Data extracted from a collection:

------------------------------------

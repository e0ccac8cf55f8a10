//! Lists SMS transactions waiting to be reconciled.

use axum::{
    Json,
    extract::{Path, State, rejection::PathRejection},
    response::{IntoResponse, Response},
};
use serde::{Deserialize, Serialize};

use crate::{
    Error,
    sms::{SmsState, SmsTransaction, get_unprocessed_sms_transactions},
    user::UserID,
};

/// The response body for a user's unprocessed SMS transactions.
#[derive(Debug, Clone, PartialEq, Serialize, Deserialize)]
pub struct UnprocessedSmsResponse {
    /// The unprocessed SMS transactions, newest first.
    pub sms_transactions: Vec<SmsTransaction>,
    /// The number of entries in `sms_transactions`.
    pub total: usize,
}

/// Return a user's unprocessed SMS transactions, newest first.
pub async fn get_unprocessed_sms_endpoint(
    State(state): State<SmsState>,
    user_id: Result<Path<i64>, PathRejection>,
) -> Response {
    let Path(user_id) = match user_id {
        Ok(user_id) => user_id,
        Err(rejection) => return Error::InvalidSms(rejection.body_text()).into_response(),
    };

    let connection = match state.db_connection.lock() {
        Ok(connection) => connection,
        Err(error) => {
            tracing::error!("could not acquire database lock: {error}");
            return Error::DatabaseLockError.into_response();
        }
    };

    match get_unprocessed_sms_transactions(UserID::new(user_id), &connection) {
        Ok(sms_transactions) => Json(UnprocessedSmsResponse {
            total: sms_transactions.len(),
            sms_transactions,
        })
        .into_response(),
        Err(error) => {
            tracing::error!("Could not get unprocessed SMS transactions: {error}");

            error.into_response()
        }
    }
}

------------------------------------

WHAT THE EXERCISE ASKS
Each entry shown above should be copied out exactly.

RESPONSE
repository e0ccac8cf55f8a10
//! Lists SMS transactions waiting to be reconciled.

use axum::{
    Json,
    extract::{Path, State, rejection::PathRejection},
    response::{IntoResponse, Response},
};
use serde::{Deserialize, Serialize};

use crate::{
    Error,
    sms::{SmsState, SmsTransaction, get_unprocessed_sms_transactions},
    user::UserID,
};

/// The response body for a user's unprocessed SMS transactions.
#[derive(Debug, Clone, PartialEq, Serialize, Deserialize)]
pub struct UnprocessedSmsResponse {
    /// The unprocessed SMS transactions, newest first.
    pub sms_transactions: Vec<SmsTransaction>,
    /// The number of entries in `sms_transactions`.
    pub total: usize,
}

/// Return a user's unprocessed SMS transactions, newest first.
pub async fn get_unprocessed_sms_endpoint(
    State(state): State<SmsState>,
    user_id: Result<Path<i64>, PathRejection>,
) -> Response {
    let Path(user_id) = match user_id {
        Ok(user_id) => user_id,
        Err(rejection) => return Error::InvalidSms(rejection.body_text()).into_response(),
    };

    let connection = match state.db_connection.lock() {
        Ok(connection) => connection,
        Err(error) => {
            tracing::error!("could not acquire database lock: {error}");
            return Error::DatabaseLockError.into_response();
        }
    };

    match get_unprocessed_sms_transactions(UserID::new(user_id), &connection) {
        Ok(sms_transactions) => Json(UnprocessedSmsResponse {
            total: sms_transactions.len(),
            sms_transactions,
        })
        .into_response(),
        Err(error) => {
            tracing::error!("Could not get unprocessed SMS transactions: {error}");

            error.into_response()
        }
    }
}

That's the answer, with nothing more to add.